Opening in theaters on Friday, the film casts William Franklyn-Miller as George Washington, the military hero who would become the first American president.
Mary-Louise Parker plays George’s mother Mary, Andy Serkis plays Major-General Edward Braddock, who serves in the French and Indian War, and Ben Kingsley plays Robert Dinwiddie, the British lieutenant governor of Virginia.
The movie was written and directed by Jesus Revolution and I Can Only Imagine filmmaker Jon Erwin.
“I love adapting true stories and they’re so meaningful to me because they really happened and I kind of keep it this simple: If I am moved by a story emotionally, in a life-changing way, I just want to give it to audiences everywhere,” Erwin said.
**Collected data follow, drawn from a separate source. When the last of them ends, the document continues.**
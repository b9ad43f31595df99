//! Message types for narrative kernels.

use serde::{Deserialize, Serialize};

use crate::record::Record;
use crate::report::Report;

// ============================================================================
// Report Messages
// ============================================================================

/// Input for report generation.
#[derive(Debug, Clone, Serialize, Deserialize)]
pub struct ReportInput {
    /// Record to narrate.
    pub record: Record,
}

impl ReportInput {
    /// Wrap a record.
    pub fn new(record: Record) -> Self {
        Self { record }
    }
}

/// Output from report generation.
#[derive(Debug, Clone, Serialize, Deserialize)]
pub struct ReportOutput {
    /// Generated narrative.
    pub report: Report,
    /// Computation time in microseconds.
    pub compute_time_us: u64,
}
“I was so moved about a decade ago when I just got curious and started reading a lot of books on the American Revolution and I was enthralled by the drama of the story and blown away by the unlikely events that led to America working at all,” he added. “The fact that this country is here at all is a miracle.
Erwin said he was particularly fascinated by Washington.
“So many of us only know him as carved into a mountain or [printed] on a dollar bill. I got really curious in knowing: ‘Where did this person come from? And where was this mythic character formed? And who’s the man behind the myth?'” Erwin said.
“I got to his early life and to this coming-of-age story and this adventure and this rite of passage and it was so meaningful to me that he was forged in things that we all experience, but that we don’t really attribute to great leaders in failure and in hardship and in loss,” the filmmaker added. “But he endured and he learned and he kept going. So, I think that there was a lesson in there for all of us.”
Erwin sees the film as a love letter to America for on its 250th birthday.
“I just thought the origin story of our first founder would be a magnificent way to start that and I’m so grateful to have made the movie and so grateful that it’s coming out on our 250th anniversary,” Erwin said.
Grammer said he hopes the film reminds viewers of how and why the country created.
“There’s this phenomenon in our culture today to dismiss a great deal of the contributions of our Founding Fathers as a ‘bunch of old White guys’ or whatever that particular phrase might be that diminishes their accomplishment,” he said.
“What John has done is revivify them and we realized they were young guys. There were young guys without form, who were not embracing themselves yet, who were not completely in possession of themselves at that time, but were willing to fight.”
The Emmy-winning actor also said he hopes audiences are inspired by what they see on the screen.
“If we are fortunate enough to reconnect people alive today and infuse them with some of the blood of our forefathers, they will be energized by the same thing that energized [the ancestors], which is this dream of the possible,” he said.
“America is a land where dreaming of the possible is more likely than surrendering to dismay and disillusionment. We are always hopeful, always optimistic. And if there is a living, breathing example to go ahead and paint that picture for some young person that may be sitting in the audience the occasion when they see this movie and they discover young Washington. They might discover themselves in that as well.”